This week on CAPC I’ve asked some of our staff writers to contribute their thoughts about Halloween — and by extension All Saints and All Souls Day. Many Catholic parents are torn about Halloween. Should we participate? Is Halloween intrinsically evil? What’s with the ghosts and witches? Where does all this stuff come from? All week I’ll be posting CAPC staff’s contributions and responses to these questions.
Personally, I have very mixed feelings about Halloween. I love the harvest atmosphere of many Halloween parties and events, but the whole sub-culture around Halloween seems to become increasingly dark each year. A few years ago I want into a Halloween costume shop to get my daughter a Dorothy costume and I saw mechanical zombie babies with blood oozing from their eyes. Why? Not funny or interesting; just scary and disturbing.
But my kids like to play make believe and there is something special about Halloween in my neighborhood. I don’t want my kids to miss out on that. So we trick or treat every year. We even dress our dog up in a costume and take her trick or treating with us. There is nothing scary or disturbing about a Labradoodle in a bumble bee costume! (At least not to humans . . . I’m not sure what Labradoodles think of this arrangement.) This year my sister and her family are coming to stay overnight on Halloween and we’re all going trick-or-treating together. Cousins, candy, cocoa, and a sleepover all in one night!
As a few of our contributors will explain this week, Halloween has Catholic roots and even some of the scary stuff makes sense when you learn the history of the day. Did you know that ghosts first became associated with Halloween in Ireland because they believed that if somebody died one year and you held a grudge against him, then the next year he would appear to you on the night before All Saints: that’s right, All Hallows Eve or Halloween. Skeletons and skulls give me the creeps and I assumed they were rooted in the occult, but guess what? Many Catholic countries like Mexico use symbols of death like skulls on All Souls Day to remind them of death and those who have died.
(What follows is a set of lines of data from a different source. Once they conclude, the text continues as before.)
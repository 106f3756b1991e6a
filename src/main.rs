//! Claude dialect gateway
//!
//! This application accepts Claude Messages API requests and serves them
//! from an OpenAI-compatible chat completions backend, converting requests,
//! responses, streams and errors between the two formats.

mod api;
mod conversion;
mod core;
mod models;

use crate::api::endpoints::{AppState, create_router};
use crate::core::config::Config;
use crate::core::logging::init_logging;
use crate::core::model_manager::ModelManager;
use crate::core::provider::{Provider, ProviderType};
use crate::core::providers::{OpenAIProvider, OpenRouterProvider};
use crate::core::tokenizer::TiktokenCounter;
use anyhow::{Context, Result, bail};
use std::sync::Arc;
use tokio_util::sync::CancellationToken;
use tracing::{error, info};

#[tokio::main]
async fn main() {
    if std::env::args().any(|arg| arg == "--help") {
        print_help();
        return;
    }

    dotenv::dotenv().ok();

    let config = match Config::from_env() {
        Ok(cfg) => Arc::new(cfg),
        Err(e) => {
            eprintln!("Configuration Error: {:#}", e);
            std::process::exit(1);
        }
    };

    init_logging(&config.log_level);

    if let Err(e) = run(config).await {
        error!("{:#}", e);
        std::process::exit(1);
    }
}

async fn run(config: Arc<Config>) -> Result<()> {
    print_startup_banner(&config);

    if !config.validate_api_key() {
        bail!(
            "Invalid API key configuration for provider: {:?}",
            config.provider
        );
    }

    let provider: Arc<dyn Provider> = match config.provider {
        ProviderType::OpenAI => Arc::new(OpenAIProvider::new(
            config.backend_api_key.clone(),
            config.backend_base_url.clone(),
            config.request_timeout,
            config.azure_api_version.clone(),
        )?),
        ProviderType::OpenRouter => Arc::new(OpenRouterProvider::new(
            config.backend_api_key.clone(),
            Some(config.backend_base_url.clone()),
            config.request_timeout,
            config.openrouter_site_url.clone(),
            config.openrouter_app_name.clone(),
        )?),
    };
    info!("Using provider: {}", provider.provider_name());

    let shutdown = CancellationToken::new();
    let app_state = AppState {
        config: config.clone(),
        model_manager: Arc::new(ModelManager::new(
            config.big_model.clone(),
            config.small_model.clone(),
        )),
        provider,
        token_counter: Arc::new(TiktokenCounter::new(config.token_encoding)),
        shutdown: shutdown.clone(),
    };

    let app = create_router(app_state);

    let addr = format!("{}:{}", config.host, config.port);
    let listener = tokio::net::TcpListener::bind(&addr)
        .await
        .with_context(|| format!("Failed to bind to {}", addr))?;
    info!("Server listening on http://{}", addr);

    axum::serve(listener, app)
        .with_graceful_shutdown(shutdown_signal(shutdown))
        .await
        .context("Server error")?;

    info!("Server stopped");
    Ok(())
}

/// Resolve on Ctrl-C, cancelling every in-flight stream first
async fn shutdown_signal(shutdown: CancellationToken) {
    if let Err(e) = tokio::signal::ctrl_c().await {
        error!("Failed to listen for shutdown signal: {}", e);
        return;
    }
    info!("Shutdown signal received, closing open streams");
    shutdown.cancel();
}

/// Print startup banner with configuration
fn print_startup_banner(config: &Config) {
    println!("Claude dialect gateway v{}", env!("CARGO_PKG_VERSION"));
    println!("Configuration loaded successfully");
    println!("   Provider: {:?}", config.provider);
    println!("   Base URL: {}", config.backend_base_url);
    println!("   Big Model (opus, sonnet): {}", config.big_model);
    println!("   Small Model (haiku, other): {}", config.small_model);
    println!(
        "   Token Limits: {}..={}",
        config.min_tokens_limit, config.max_tokens_limit
    );
    println!("   Request Timeout: {}s", config.request_timeout);
    println!("   Token Encoding: {:?}", config.token_encoding);
    println!("   Server: {}:{}", config.host, config.port);
    println!(
        "   Client API Key Validation: {}",
        if config.anthropic_api_key.is_some() {
            "Enabled"
        } else {
            "Disabled"
        }
    );
    println!();
}

/// Print help message
fn print_help() {
    println!("Claude dialect gateway v{}", env!("CARGO_PKG_VERSION"));
    println!();
    println!("Usage: dialect-gateway [OPTIONS]");
    println!();
    println!("Options:");
    println!("  --help    Display this help message");
    println!();
    println!("Environment variables:");
    println!("  CONFIG_PATH - Path to the TOML configuration file (default: config.toml)");
    println!("  RUST_LOG    - Tracing filter, overrides [server] log_level");
    println!();
    println!("Configuration file:");
    println!("  provider = \"openai\" | \"openrouter\"");
    println!("  anthropic_api_key - Key clients must present (optional)");
    println!("  [openai]     api_key, base_url, azure_api_version");
    println!("  [openrouter] api_key, base_url, site_url, app_name");
    println!("  [models]     big_model, small_model");
    println!("  [server]     host (0.0.0.0), port (8082), log_level (info)");
    println!("  [request]    max_tokens_limit (4096), min_tokens_limit (100), request_timeout (90)");
    println!("  [tokens]     encoding (cl100k_base | o200k_base)");
    println!();
    println!("Model mapping:");
    println!("  Claude opus and sonnet models -> big_model");
    println!("  Claude haiku models           -> small_model");
    println!("  Anything else                 -> small_model (with a warning)");
}
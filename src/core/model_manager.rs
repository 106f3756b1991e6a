//! Backend model selection
//!
//! Clients ask for a logical model family name; the gateway serves it with one
//! of two configured backend models.

use tracing::warn;

/// Maps logical model names onto the configured backend models
#[derive(Debug, Clone)]
pub struct ModelManager {
    big_model: String,
    small_model: String,
}

impl ModelManager {
    /// Create a new ModelManager from the configured backend model names
    pub fn new(big_model: impl Into<String>, small_model: impl Into<String>) -> Self {
        Self {
            big_model: big_model.into(),
            small_model: small_model.into(),
        }
    }

    /// Pick the backend model serving `model`
    ///
    /// Matching is a case-insensitive substring test: opus and sonnet go to
    /// the big model, haiku to the small one. Anything else falls back to the
    /// small model with a warning.
    pub fn select_model(&self, model: &str) -> String {
        let model_lower = model.to_lowercase();
        if model_lower.contains("opus") || model_lower.contains("sonnet") {
            self.big_model.clone()
        } else if model_lower.contains("haiku") {
            self.small_model.clone()
        } else {
            warn!(
                requested = %model,
                fallback = %self.small_model,
                "Unrecognized model, defaulting to small model"
            );
            self.small_model.clone()
        }
    }
}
Maybe it’s me. Maybe I don’t want to think about the inevitability of death. I’m okay with cute pumpkins and bumble bee costumes because they don’t challenge my comfort zone. Perhaps I want to hold on to some illusion that I will always be okay. I don’t want ghosts, witches, or devils decorating my house because I don’t want to invite confusion in my children’s minds about these things, but I am beginning to see that I shouldn’t automatically raise a brow when a Christian lets her child child dress as a ghost or when they put skull candles on their dinner tables.
I’m considering these things and I’m looking forward to reading what our other moms have to say this week. I think my observation about American culture around Halloween will still hold at the end of the week: why are Americans so obsessed with vampires, zombies, and the undead? It’s one thing to recognize the inevitability of death on the Day of the Dead and another to idolize demons and evil creatures, to think they are even sexy. That’s just so messed up. I think on some level the young people who are caught up in these things know that there is something more beyond this life, that it is only one short chapter in a journey and a sliver of some greater truth. It’s unfortunate they are not given the freedom to surrender to the whole truth and promise of salvation and God’s love. Now that’s really scary.